Aviptadil patients additionally demonstrated a highly statistically significant and clinically dramatic ten-day reduction in hospitalisation time.

A randomized, double-blind, comparative Phase III clinical trial assessed the efficacy and safety of Intravenous Aviptadil as an add-on to the “Standard of Care” treatment in severe COVID-19 patients with respiratory failure. It was observed that-

An earlier resolution from the respiratory failure, with a median duration of 7 days was noted in the Aviptadil-treated group as compared to 14 days in the placebo group.
A higher proportion of patients on Aviptadil shifted to the milder clinical state (32.43% vs 17.80%; p=0.0410 on Day 3 and 70.27% vs 45.21%; 0.0035 on Day 7) without the requirement of oxygen than the placebo group.
A reduction of severity (based on WHO 7-point ordinal scale) in clinical status were also observed on Day 14 (p = 0.0005 by Wilcoxon rank sum test) & Day 28 (p = 0.0009 by Wilcoxon rank sum test).
Aviptadil reduced the risk of death by 20% (relative risk 0.80; 95% CI: 0.35, 1.66) in ARDS.
Patients treated with Aviptadil demonstrated significant improvement in PaO2/FiO2 ratio vs. placebo from day 2 to over the week (p< 0.05) and beyond. There were 15 deaths in the Aviptadil group and 18 deaths in the placebo group.

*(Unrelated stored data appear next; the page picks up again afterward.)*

#[test]
fn test_count_up_runs_once() {
    let hal = hal();
    let animator = counter(
        &hal,
        CountUpOptions {
            end: 5.0,
            duration_ms: 100.0,
            ..CountUpOptions::default()
        },
    );
    hal.intersect(TARGET, true);
    hal.advance_time(0.0);
    hal.tick_frame(0.0);
    hal.tick_frame(100.0);
    assert_eq!(animator.value(), 5.0);

    // Frozen target: no observer remains to restart it
    assert_eq!(hal.observer_count(TARGET), 0);
    hal.intersect(TARGET, false);
    hal.intersect(TARGET, true);
    assert_eq!(hal.pending_timers(), 0);
    assert_eq!(animator.value(), 5.0);
}

#[test]
fn test_count_up_repeats_without_once() {
    let hal = hal();
    let animator = counter(
        &hal,
        CountUpOptions {
            end: 5.0,
            duration_ms: 100.0,
            once: false,
            ..CountUpOptions::default()
        },
    );
    hal.intersect(TARGET, true);
    hal.advance_time(0.0);
    hal.tick_frame(0.0);
    hal.tick_frame(100.0);
    assert_eq!(animator.value(), 5.0);

    hal.intersect(TARGET, false);
    hal.intersect(TARGET, true);
    assert_eq!(animator.value(), 0.0);
    assert_eq!(hal.pending_timers(), 1);
}

#[test]
fn test_count_up_drop_releases_everything() {
    let hal = hal();
    let animator = counter(
        &hal,
        CountUpOptions {
            end: 5.0,
            ..CountUpOptions::default()
        },
    );
    hal.intersect(TARGET, true);
    hal.advance_time(0.0);
    hal.tick_frame(0.0);
    assert_eq!(hal.pending_frames(), 1);

    drop(animator);
    assert_released(&hal);
}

In conclusion, the use of Aviptadil was safe and effective in improving the resolution of respiratory failure, shortening the time to recovery, decreasing respiratory distress and preventing death in respiratory failure patients.

Incompatibilities	Not Applicable
Shelf-life	9 months
Packaging information	Vial of 10 ml
Storage and handing instructions	Store in a refrigerator (20C – 80C). Protect from light. Keep out of reach of children. Do not use in case any foreign particulate matter is observed inside the vial. Do not freeze.
Details of manufacturer	Zuventus Healthcare Ltd, Mumbai. Block No. 33/1, Kanchan Pharma House, N. H. No. 08, Aslali, Taluka Daskroi, District Ahmedabad - 382 427. At : 141-142, Gallops Industrial Park, Plot No. G/5 & G/6, Vasna-Chacharvadi, Taluka Sanand, District Ahmedabad - 382 210. Registered Trade Mark of Zuventus.